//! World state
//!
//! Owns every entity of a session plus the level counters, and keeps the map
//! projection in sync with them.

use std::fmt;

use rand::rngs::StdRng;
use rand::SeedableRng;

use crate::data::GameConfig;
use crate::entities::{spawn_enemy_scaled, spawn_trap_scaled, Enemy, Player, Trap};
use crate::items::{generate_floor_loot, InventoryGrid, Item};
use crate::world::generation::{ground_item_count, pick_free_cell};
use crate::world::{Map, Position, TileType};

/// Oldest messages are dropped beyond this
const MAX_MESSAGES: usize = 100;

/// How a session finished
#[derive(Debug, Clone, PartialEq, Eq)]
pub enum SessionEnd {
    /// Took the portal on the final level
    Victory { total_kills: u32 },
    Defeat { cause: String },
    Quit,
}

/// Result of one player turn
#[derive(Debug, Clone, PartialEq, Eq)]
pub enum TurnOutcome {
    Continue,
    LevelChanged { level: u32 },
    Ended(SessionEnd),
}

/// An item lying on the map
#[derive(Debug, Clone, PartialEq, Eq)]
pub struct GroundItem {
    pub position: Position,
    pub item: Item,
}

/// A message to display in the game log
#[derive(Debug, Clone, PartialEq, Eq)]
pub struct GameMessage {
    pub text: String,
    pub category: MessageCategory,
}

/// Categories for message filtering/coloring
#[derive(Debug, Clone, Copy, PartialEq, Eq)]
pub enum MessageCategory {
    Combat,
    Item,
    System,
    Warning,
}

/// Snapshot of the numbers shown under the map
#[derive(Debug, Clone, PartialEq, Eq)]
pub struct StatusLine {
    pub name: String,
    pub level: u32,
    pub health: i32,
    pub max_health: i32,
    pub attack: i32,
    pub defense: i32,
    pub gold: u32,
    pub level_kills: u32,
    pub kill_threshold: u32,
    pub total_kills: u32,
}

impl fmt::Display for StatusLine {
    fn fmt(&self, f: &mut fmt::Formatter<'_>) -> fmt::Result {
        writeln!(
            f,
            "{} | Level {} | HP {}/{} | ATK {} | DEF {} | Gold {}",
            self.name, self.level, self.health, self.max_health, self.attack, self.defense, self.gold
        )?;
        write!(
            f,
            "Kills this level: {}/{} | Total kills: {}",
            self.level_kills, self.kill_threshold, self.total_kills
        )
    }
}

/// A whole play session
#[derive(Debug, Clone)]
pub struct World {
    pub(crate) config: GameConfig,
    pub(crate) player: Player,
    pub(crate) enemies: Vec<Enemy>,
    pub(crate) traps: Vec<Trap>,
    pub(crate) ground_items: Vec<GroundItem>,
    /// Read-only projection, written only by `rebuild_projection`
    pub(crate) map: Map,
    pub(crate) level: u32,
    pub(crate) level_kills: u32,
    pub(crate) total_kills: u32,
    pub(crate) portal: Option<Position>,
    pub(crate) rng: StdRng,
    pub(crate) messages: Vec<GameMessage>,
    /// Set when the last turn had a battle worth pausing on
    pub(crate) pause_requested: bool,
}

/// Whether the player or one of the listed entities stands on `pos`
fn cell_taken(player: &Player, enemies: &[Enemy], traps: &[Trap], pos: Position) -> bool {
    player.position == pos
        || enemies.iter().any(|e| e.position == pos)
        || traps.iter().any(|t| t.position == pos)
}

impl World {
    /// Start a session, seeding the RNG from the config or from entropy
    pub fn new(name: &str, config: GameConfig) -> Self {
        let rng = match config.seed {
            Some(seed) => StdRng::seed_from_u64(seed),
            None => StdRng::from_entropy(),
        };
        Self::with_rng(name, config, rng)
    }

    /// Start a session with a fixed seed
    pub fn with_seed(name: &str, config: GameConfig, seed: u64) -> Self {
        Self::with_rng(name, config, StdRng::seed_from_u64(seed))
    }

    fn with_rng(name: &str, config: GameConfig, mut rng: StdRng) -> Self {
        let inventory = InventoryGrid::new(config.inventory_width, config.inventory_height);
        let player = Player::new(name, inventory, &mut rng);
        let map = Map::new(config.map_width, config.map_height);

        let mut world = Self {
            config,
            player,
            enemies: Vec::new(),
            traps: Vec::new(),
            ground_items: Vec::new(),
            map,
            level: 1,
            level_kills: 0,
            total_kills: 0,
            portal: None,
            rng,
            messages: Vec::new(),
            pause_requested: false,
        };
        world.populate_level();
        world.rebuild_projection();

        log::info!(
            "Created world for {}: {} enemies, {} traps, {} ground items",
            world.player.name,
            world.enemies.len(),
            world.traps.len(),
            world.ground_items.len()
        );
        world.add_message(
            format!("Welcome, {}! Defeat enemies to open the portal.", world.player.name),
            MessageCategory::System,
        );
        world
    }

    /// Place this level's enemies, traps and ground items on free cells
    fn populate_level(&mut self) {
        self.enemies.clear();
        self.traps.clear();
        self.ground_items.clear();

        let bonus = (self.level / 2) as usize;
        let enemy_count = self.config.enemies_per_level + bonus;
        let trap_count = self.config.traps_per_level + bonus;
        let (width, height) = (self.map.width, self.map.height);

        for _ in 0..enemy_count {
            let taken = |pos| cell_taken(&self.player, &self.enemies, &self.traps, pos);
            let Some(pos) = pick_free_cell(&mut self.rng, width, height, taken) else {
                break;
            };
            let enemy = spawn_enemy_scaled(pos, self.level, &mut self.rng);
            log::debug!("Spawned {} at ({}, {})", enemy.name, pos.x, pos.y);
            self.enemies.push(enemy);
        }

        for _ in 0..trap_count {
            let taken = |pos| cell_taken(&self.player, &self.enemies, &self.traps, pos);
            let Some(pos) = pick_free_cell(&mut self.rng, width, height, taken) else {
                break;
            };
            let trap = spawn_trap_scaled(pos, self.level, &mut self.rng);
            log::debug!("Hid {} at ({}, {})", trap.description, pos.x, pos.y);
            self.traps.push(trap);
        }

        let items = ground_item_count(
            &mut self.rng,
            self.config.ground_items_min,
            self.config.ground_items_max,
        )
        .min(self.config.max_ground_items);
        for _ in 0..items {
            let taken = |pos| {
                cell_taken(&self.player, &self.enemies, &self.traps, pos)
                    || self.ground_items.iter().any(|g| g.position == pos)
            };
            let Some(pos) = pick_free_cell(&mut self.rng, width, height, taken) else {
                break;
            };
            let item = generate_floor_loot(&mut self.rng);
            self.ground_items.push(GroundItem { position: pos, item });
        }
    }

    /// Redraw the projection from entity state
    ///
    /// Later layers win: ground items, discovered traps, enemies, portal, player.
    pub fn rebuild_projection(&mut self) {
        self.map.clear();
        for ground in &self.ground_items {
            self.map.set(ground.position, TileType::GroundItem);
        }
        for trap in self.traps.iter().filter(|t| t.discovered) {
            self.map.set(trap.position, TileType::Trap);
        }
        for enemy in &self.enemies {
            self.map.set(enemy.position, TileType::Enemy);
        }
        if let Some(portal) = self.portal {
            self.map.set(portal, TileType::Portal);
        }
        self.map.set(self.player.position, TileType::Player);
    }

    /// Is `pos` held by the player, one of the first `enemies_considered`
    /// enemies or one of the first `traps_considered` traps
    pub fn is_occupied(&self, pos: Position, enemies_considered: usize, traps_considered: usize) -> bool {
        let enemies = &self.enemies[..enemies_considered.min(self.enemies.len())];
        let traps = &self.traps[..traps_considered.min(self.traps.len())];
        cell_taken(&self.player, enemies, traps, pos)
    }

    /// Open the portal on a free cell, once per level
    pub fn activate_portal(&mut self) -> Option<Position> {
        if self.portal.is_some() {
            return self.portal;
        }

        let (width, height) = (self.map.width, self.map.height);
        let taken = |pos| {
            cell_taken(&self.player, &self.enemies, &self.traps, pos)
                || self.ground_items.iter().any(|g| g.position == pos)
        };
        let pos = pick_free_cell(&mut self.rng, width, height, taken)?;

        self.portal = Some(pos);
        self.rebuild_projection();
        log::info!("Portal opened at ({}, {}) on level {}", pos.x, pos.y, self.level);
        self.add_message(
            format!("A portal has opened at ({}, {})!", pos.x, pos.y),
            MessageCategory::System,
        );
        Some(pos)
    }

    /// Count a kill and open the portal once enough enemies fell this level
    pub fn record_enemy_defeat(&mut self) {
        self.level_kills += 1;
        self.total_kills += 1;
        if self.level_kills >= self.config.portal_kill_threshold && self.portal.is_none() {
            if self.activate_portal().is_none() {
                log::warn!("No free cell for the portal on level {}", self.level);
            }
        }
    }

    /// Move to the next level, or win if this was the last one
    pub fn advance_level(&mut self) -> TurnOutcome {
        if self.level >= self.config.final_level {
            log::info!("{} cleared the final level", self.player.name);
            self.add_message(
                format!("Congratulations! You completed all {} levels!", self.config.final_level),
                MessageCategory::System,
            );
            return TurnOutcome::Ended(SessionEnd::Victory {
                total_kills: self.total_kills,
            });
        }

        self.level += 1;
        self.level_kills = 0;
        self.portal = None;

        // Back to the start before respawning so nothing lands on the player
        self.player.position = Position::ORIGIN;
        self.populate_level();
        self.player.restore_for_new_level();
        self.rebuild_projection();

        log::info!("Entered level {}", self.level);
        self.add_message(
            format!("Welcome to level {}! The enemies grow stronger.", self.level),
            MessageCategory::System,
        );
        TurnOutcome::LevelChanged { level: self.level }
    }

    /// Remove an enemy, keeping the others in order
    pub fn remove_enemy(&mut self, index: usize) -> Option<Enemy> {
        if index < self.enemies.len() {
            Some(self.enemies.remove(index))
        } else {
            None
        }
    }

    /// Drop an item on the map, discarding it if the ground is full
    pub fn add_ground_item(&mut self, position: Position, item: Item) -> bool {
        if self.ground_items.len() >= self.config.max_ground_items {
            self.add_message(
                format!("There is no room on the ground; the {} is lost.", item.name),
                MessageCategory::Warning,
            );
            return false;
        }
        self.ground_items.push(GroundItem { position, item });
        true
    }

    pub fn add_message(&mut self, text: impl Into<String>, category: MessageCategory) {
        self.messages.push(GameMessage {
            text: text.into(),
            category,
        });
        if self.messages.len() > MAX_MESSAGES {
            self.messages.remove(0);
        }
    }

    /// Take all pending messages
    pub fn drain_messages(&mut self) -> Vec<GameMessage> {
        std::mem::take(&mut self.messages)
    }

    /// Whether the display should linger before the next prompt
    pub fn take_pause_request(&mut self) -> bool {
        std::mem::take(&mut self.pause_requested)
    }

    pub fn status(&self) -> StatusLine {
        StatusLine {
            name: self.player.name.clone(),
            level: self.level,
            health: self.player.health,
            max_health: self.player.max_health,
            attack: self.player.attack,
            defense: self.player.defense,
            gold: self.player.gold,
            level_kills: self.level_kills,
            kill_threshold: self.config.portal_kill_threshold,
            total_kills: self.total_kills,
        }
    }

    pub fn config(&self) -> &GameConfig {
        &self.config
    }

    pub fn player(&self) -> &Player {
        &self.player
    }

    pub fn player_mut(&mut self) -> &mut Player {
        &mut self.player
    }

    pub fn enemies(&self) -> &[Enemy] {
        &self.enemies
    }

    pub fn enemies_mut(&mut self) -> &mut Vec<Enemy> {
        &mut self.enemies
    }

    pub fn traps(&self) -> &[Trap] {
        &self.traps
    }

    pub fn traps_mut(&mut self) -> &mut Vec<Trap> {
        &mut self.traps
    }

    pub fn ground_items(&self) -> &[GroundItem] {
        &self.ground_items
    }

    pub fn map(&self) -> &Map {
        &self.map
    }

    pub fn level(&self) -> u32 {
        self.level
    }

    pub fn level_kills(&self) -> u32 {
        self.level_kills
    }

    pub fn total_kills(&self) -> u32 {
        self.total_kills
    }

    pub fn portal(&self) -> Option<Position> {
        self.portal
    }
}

········

◆ TASK TO COMPLETE
Report the number of lines in the entries above that include the string "impl". Give nothing but the number.

◆ RESULT OF THE EXERCISE
3